渡邊です。こんにちは。
jBPM5の勉強をしています。jBPM3.2からの変わりのように苦戦しています。
結論からいうと、これからお話する簡単なシナリオはjBPM5で実現できたのですが、あまりスマートではないので、もっとよい方法があると考えています。
ご存知の方がいらっしゃいましたら、フィードバックをいただけると幸いです。
稟議書を管理する業務システムに適用するとして、こんなシナリオを考えました。
Aさんが稟議書を申請し、Bさんがその稟議書を承認する
BPMN Diagramは次の通りです。問題を単純にする為に、「Aさんの稟議書作成タスク=プロセスの開始」としました。
システムの運用イメージは次の通りです。
1. Aさんは稟議書作成画面で稟議書を作成し、申請します。
2. Bさんはタスク一覧画面で自分が確認しなければならない稟議書を参照します。
ここでは2の実現方法について掘り下げたいので、3.以降の流れは省略します。
Bさんがタスク一覧画面にアクセスした際のロジックはどのようになるでしょうか。jBPM3.2では次の流れで実現していました。
1. Bさんにアサインされたタスクを取得する
2. タスクから稟議書の主キーを取り出す
3. 稟議書の主キーをもとにDBから稟議書を検索する
4. 検索結果を一覧画面に表示する
ここではBさんにアサインされたタスクから、稟議書の主キーを取り出す方法について更に掘り下げます。
まずはjBPM3.2による実現方法です。
Aさんの申請タスク
次のようなコードでプロセスを開始します。
ProcessInstance proc = jbpmContext.newProcessInstance(PROCESS_NAME); proc.setKey(request.getId().toString()); proc.signal("apply");
変数requestは、稟議書に対応するエンティティです。idは主キーです。ProcessInstance.setKey(String)を使って、ProcessInstanceに稟議書の主キーを紐づけました。
Bさんの承認タスク
「Bさんにアサインされたタスクを取得する」については割愛します。
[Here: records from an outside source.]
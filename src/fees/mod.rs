pub mod fee_collector;
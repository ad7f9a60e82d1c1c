pub mod adapter;
pub mod lifi;
pub mod one_inch;
pub mod proxy;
ここでは、既に変数taskInstanceにBさんにアサインされたタスク(TaskInstance)が代入されているとします。次のコードによって、タスクから(正確にはProcessInstanceを経由して)稟議書の主キーを取得できました。
Long id = Long.parseLong(taskInstance.getProcessInstance().getKey());
あとはこの主キーをもとDBから稟議書を取得し、その情報を一覧に表示します。
前置きが長くなりましたが、ここからがjBPM5による実現方法です。
Aさんの申請タスク
プロセスの開始については、jBPM3.2とほとんどかわりません。
Map params = new HashMap(); params.put("requestId", request.getId().toString()); ksession.startProcess(PROCESS_NAME, params);
Bさんの承認タスク
次のようなメソッドを実装しました。Bさんにアサインされたタスク(TaskSummary)を予め取得しておき、TaskServiceとともにこのメソッドに渡すと、稟議書のidを取得できます。
public static Long findRequestId(TaskService taskClient, TaskSummary taskSummary) { Long id; Task task = taskClient.getTask(taskSummary.getId()); TaskData taskData = task.getTaskData(); Content content = taskClient.getContent(taskData.getDocumentContentId()); ByteArrayInputStream bis = new ByteArrayInputStream(content.getContent()); ObjectInputStream in; try { in = new ObjectInputStream(bis); Object result = in.readObject(); in.close(); String stringId = (String)((Map) result).get("requestId"); id = (stringId == null ? null : Long.parseLong(stringId)); } catch (Exception e) { throw new RuntimeException(e); } return id; }
BPMN Diagramの設定
実は、上記だけではfindRequestIdメソッドはnullを返すだけです。guvnorでBPMN Diagramのプロパティを次のように編集する必要があります。
BPMN Diagram全体のプロパティを開き、「プロパティ詳細 > Variable Definitions」を選択し、次の設定を追加します。
Name | Standard Type | Custom Type |
---|---|---|
requestId | String |
承認タスクのプロパティを開き、「プロパティ詳細 > DataInputSet」を選択し、次の設定を追加します。
Name | Standard Type | Custom Type |
---|---|---|
requestId |
同じく承認タスクのプロパティを開き、「プロパティ詳細 > Assignments」を選択し、次の設定を追加します。
From Object | Assignment Type | To Object | To Value |
---|---|---|---|
requestId | is equal to | #{requestId} |
本当にこんなことをやらないとだめなのか疑問ですが、以上の方法で実現できました。
そもそもjBPM3.2と同じ方式で実現しようというアプローチが間違っているかもしれません。
みな様のフィードバックをお待ちしております。